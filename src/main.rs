use anyhow::{Context, Result};
use clap::{Arg, ArgMatches, Command};
use std::io::{self, Read};
use std::path::Path;
use tracing::{info, warn};
use tracing_subscriber::EnvFilter;
use yue_annotator::annotator::{AnnotationConfig, Annotator};
use yue_annotator::{loader, parse_custom_mapping, Dictionary};

fn main() -> Result<()> {
    tracing_subscriber::fmt()
        .with_env_filter(
            EnvFilter::try_from_default_env().unwrap_or_else(|_| EnvFilter::new("warn")),
        )
        .with_writer(io::stderr)
        .init();

    let matches = Command::new("yue-annotator")
        .version(env!("CARGO_PKG_VERSION"))
        .about("Cantonese text annotator with Jyutping pronunciations")
        .arg(
            Arg::new("text")
                .short('t')
                .long("text")
                .value_name("TEXT")
                .help("Chinese text to annotate")
                .conflicts_with("file"),
        )
        .arg(
            Arg::new("file")
                .short('f')
                .long("file")
                .value_name("FILE")
                .help("File containing Chinese text to annotate")
                .conflicts_with("text"),
        )
        .arg(
            Arg::new("stdin")
                .long("stdin")
                .help("Read text from standard input")
                .action(clap::ArgAction::SetTrue)
                .conflicts_with_all(["text", "file"]),
        )
        .arg(
            Arg::new("dict")
                .short('d')
                .long("dict")
                .value_name("PATH")
                .help("Compact dictionary file to use instead of the bundled one"),
        )
        .arg(
            Arg::new("custom")
                .short('c')
                .long("custom")
                .value_name("FILE")
                .help("JSON file of overrides: {\"key\": \"reading\" | [readings] | null}"),
        )
        .arg(
            Arg::new("format")
                .long("format")
                .value_name("FORMAT")
                .default_value("inline")
                .help("Output format: inline, json, brackets, ruby, table"),
        )
        .arg(
            Arg::new("show-alternatives")
                .long("show-alternatives")
                .help("Show alternative pronunciations")
                .action(clap::ArgAction::SetTrue),
        )
        .arg(
            Arg::new("candidates")
                .long("candidates")
                .help("List every candidate reading per character instead of annotating")
                .action(clap::ArgAction::SetTrue),
        )
        .arg(
            Arg::new("examples")
                .long("examples")
                .help("Show usage examples")
                .action(clap::ArgAction::SetTrue),
        )
        .get_matches();

    if matches.get_flag("examples") {
        show_examples();
        return Ok(());
    }

    let config = parse_config(&matches);
    let dictionary = load_dictionary(&matches)?;
    let annotator = Annotator::new(dictionary, config);

    let input_text = get_input_text(&matches)?;
    if input_text.trim().is_empty() {
        eprintln!("❌ Error: No input text provided");
        eprintln!("Use --help for usage information");
        return Ok(());
    }

    if matches.get_flag("candidates") {
        print!("{}", annotator.candidates(input_text.trim_end()));
        return Ok(());
    }

    let annotated = annotator.annotate(input_text.trim_end());
    println!("{}", annotator.format_output(&annotated));

    let annotated_count = annotated.iter().filter(|c| c.jyutping.is_some()).count();
    info!(
        characters = annotated.len(),
        annotated = annotated_count,
        "annotation finished"
    );

    Ok(())
}

fn parse_config(matches: &ArgMatches) -> AnnotationConfig {
    let format = matches
        .get_one::<String>("format")
        .map(String::as_str)
        .unwrap_or("inline");
    let defaults = AnnotationConfig::default();
    let output_format = format.parse().unwrap_or_else(|err| {
        warn!(%err, fallback = ?defaults.output_format, "unrecognized output format");
        defaults.output_format
    });

    AnnotationConfig {
        output_format,
        show_alternatives: matches.get_flag("show-alternatives"),
    }
}

fn load_dictionary(matches: &ArgMatches) -> Result<Dictionary> {
    let base = match matches.get_one::<String>("dict") {
        Some(path) => {
            info!(path = %path, "loading dictionary");
            Dictionary::from(loader::load_path(Path::new(path)))
        }
        None => Dictionary::global(),
    };

    let Some(custom_path) = matches.get_one::<String>("custom") else {
        return Ok(base);
    };
    let json = std::fs::read_to_string(custom_path)
        .with_context(|| format!("Failed to read customization file: {custom_path}"))?;
    let mapping = parse_custom_mapping(&json)
        .with_context(|| format!("Failed to parse customization file: {custom_path}"))?;
    info!(overrides = mapping.len(), "applying customization");
    Ok(base.customize(mapping))
}

fn get_input_text(matches: &ArgMatches) -> Result<String> {
    if let Some(text) = matches.get_one::<String>("text") {
        Ok(text.clone())
    } else if let Some(file_path) = matches.get_one::<String>("file") {
        std::fs::read_to_string(file_path)
            .with_context(|| format!("Failed to read input file: {file_path}"))
    } else {
        // --stdin, or interactive when nothing else was given
        if !matches.get_flag("stdin") {
            eprintln!("💬 Enter Chinese text to annotate (Ctrl+D to finish):");
        }
        let mut buffer = String::new();
        io::stdin().read_to_string(&mut buffer)?;
        Ok(buffer)
    }
}

fn show_examples() {
    println!("Cantonese Text Annotator - Usage Examples");
    println!("=========================================\n");

    println!("📝 Basic Usage:");
    println!("  yue-annotator -t \"我係香港人\"");
    println!("  # Output: 我(ngo5)係(hai6)香(hoeng1)港(gong2)人(jan4)\n");

    println!("🎯 Different Output Formats:");
    println!("  yue-annotator -t \"廣東話\" --format json");
    println!("  yue-annotator -t \"廣東話\" --format brackets");
    println!("  yue-annotator -t \"廣東話\" --format ruby");
    println!("  yue-annotator -f input.txt --format table > output.tsv\n");

    println!("🔤 Candidates:");
    println!("  yue-annotator -t \"銀行\" --show-alternatives");
    println!("  # Output: 銀(ngan4)行(hong4|hang4|haang4|hong6)");
    println!("  yue-annotator -t \"行\" --candidates\n");

    println!("⚙️  Customization:");
    println!("  echo '{{\"好\": \"hou3\", \"行\": null}}' > custom.json");
    println!("  yue-annotator -t \"好行\" --custom custom.json\n");

    println!("📚 Dictionaries:");
    println!("  dict-encoder -i words.tsv -o words.txt");
    println!("  yue-annotator -t \"你好\" --dict words.txt\n");

    println!("📄 File Processing:");
    println!("  cat text.txt | yue-annotator --stdin");
    println!("  RUST_LOG=info yue-annotator -f text.txt");
}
++++
> **YOUR TASK**
Scan the listing above. Collect all lines with the word "pronunciations".

> **SOLUTION FOR THIS PROBLEM**
        .about("Cantonese text annotator with Jyutping pronunciations")
                .help("Show alternative pronunciations")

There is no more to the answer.